• [How to complete this task]: An exact copy is required of the lines from the one with "impl<S> CatalogStore for Arc<S>" through the last line of the material below, and of nothing else.

##### Exercise materials #####

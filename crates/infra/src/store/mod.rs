//! Primary store: the relational source of truth for catalog entities.
//!
//! Versions are assigned here and nowhere else. Updates and deletes are
//! row-level compare-and-swap operations on `version`; there is no
//! distributed lock.

use std::sync::Arc;

use async_trait::async_trait;
use serde_json::Value as JsonValue;
use thiserror::Error;

use marketplace_catalog::{CatalogEntity, ListFilter, NewEntity};
use marketplace_core::{EntityId, EntityType, ExpectedVersion, TenantId, UserId};

pub mod in_memory;
pub mod postgres;

pub use in_memory::InMemoryCatalogStore;
pub use postgres::PostgresCatalogStore;

#[derive(Debug, Clone, PartialEq, Eq, Error)]
pub enum StoreError {
    /// No live row for `(tenant, type, id)`.
    #[error("entity not found")]
    NotFound,

    /// The compare-and-swap lost: the row moved on since it was read.
    #[error("version conflict (expected {expected}, actual {actual})")]
    Conflict { expected: u64, actual: u64 },

    #[error("store backend error: {0}")]
    Backend(String),
}

/// Tenant-scoped persistence for catalog entities.
///
/// Every method takes the tenant id and filters on it; rows of another tenant
/// behave exactly like missing rows.
#[async_trait]
pub trait CatalogStore: Send + Sync {
    /// Persist a new entity at version 1.
    async fn insert(&self, entity: NewEntity) -> Result<CatalogEntity, StoreError>;

    /// Fetch a row, including soft-deleted ones.
    async fn get(
        &self,
        tenant_id: TenantId,
        entity_type: EntityType,
        id: EntityId,
    ) -> Result<Option<CatalogEntity>, StoreError>;

    /// Replace the payload if the stored version equals `expected`.
    async fn update_cas(
        &self,
        tenant_id: TenantId,
        entity_type: EntityType,
        id: EntityId,
        payload: JsonValue,
        expected: ExpectedVersion,
        actor: Option<UserId>,
    ) -> Result<CatalogEntity, StoreError>;

    /// Mark deleted if the stored version equals `expected`.
    async fn soft_delete_cas(
        &self,
        tenant_id: TenantId,
        entity_type: EntityType,
        id: EntityId,
        expected: ExpectedVersion,
        actor: Option<UserId>,
    ) -> Result<CatalogEntity, StoreError>;

    /// Live entities matching `filter`, ordered and paginated.
    async fn list(
        &self,
        tenant_id: TenantId,
        entity_type: EntityType,
        filter: &ListFilter,
    ) -> Result<Vec<CatalogEntity>, StoreError>;

    /// Every row of a type for a tenant, deleted ones included (reconciliation).
    async fn list_all(
        &self,
        tenant_id: TenantId,
        entity_type: EntityType,
    ) -> Result<Vec<CatalogEntity>, StoreError>;

    /// Tenants that own at least one row.
    async fn list_tenants(&self) -> Result<Vec<TenantId>, StoreError>;
}

#[async_trait]
impl<S> CatalogStore for Arc<S>
where
    S: CatalogStore + ?Sized,
{
    async fn insert(&self, entity: NewEntity) -> Result<CatalogEntity, StoreError> {
        (**self).insert(entity).await
    }

    async fn get(
        &self,
        tenant_id: TenantId,
        entity_type: EntityType,
        id: EntityId,
    ) -> Result<Option<CatalogEntity>, StoreError> {
        (**self).get(tenant_id, entity_type, id).await
    }

    async fn update_cas(
        &self,
        tenant_id: TenantId,
        entity_type: EntityType,
        id: EntityId,
        payload: JsonValue,
        expected: ExpectedVersion,
        actor: Option<UserId>,
    ) -> Result<CatalogEntity, StoreError> {
        (**self)
            .update_cas(tenant_id, entity_type, id, payload, expected, actor)
            .await
    }

    async fn soft_delete_cas(
        &self,
        tenant_id: TenantId,
        entity_type: EntityType,
        id: EntityId,
        expected: ExpectedVersion,
        actor: Option<UserId>,
    ) -> Result<CatalogEntity, StoreError> {
        (**self)
            .soft_delete_cas(tenant_id, entity_type, id, expected, actor)
            .await
    }

    async fn list(
        &self,
        tenant_id: TenantId,
        entity_type: EntityType,
        filter: &ListFilter,
    ) -> Result<Vec<CatalogEntity>, StoreError> {
        (**self).list(tenant_id, entity_type, filter).await
    }

    async fn list_all(
        &self,
        tenant_id: TenantId,
        entity_type: EntityType,
    ) -> Result<Vec<CatalogEntity>, StoreError> {
        (**self).list_all(tenant_id, entity_type).await
    }

    async fn list_tenants(&self) -> Result<Vec<TenantId>, StoreError> {
        (**self).list_tenants().await
    }
}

#####

• [Answer area]:
impl<S> CatalogStore for Arc<S>
where
    S: CatalogStore + ?Sized,
{
    async fn insert(&self, entity: NewEntity) -> Result<CatalogEntity, StoreError> {
        (**self).insert(entity).await
    }

    async fn get(
        &self,
        tenant_id: TenantId,
        entity_type: EntityType,
        id: EntityId,
    ) -> Result<Option<CatalogEntity>, StoreError> {
        (**self).get(tenant_id, entity_type, id).await
    }

    async fn update_cas(
        &self,
        tenant_id: TenantId,
        entity_type: EntityType,
        id: EntityId,
        payload: JsonValue,
        expected: ExpectedVersion,
        actor: Option<UserId>,
    ) -> Result<CatalogEntity, StoreError> {
        (**self)
            .update_cas(tenant_id, entity_type, id, payload, expected, actor)
            .await
    }

    async fn soft_delete_cas(
        &self,
        tenant_id: TenantId,
        entity_type: EntityType,
        id: EntityId,
        expected: ExpectedVersion,
        actor: Option<UserId>,
    ) -> Result<CatalogEntity, StoreError> {
        (**self)
            .soft_delete_cas(tenant_id, entity_type, id, expected, actor)
            .await
    }

    async fn list(
        &self,
        tenant_id: TenantId,
        entity_type: EntityType,
        filter: &ListFilter,
    ) -> Result<Vec<CatalogEntity>, StoreError> {
        (**self).list(tenant_id, entity_type, filter).await
    }

    async fn list_all(
        &self,
        tenant_id: TenantId,
        entity_type: EntityType,
    ) -> Result<Vec<CatalogEntity>, StoreError> {
        (**self).list_all(tenant_id, entity_type).await
    }

    async fn list_tenants(&self) -> Result<Vec<TenantId>, StoreError> {
        (**self).list_tenants().await
    }
}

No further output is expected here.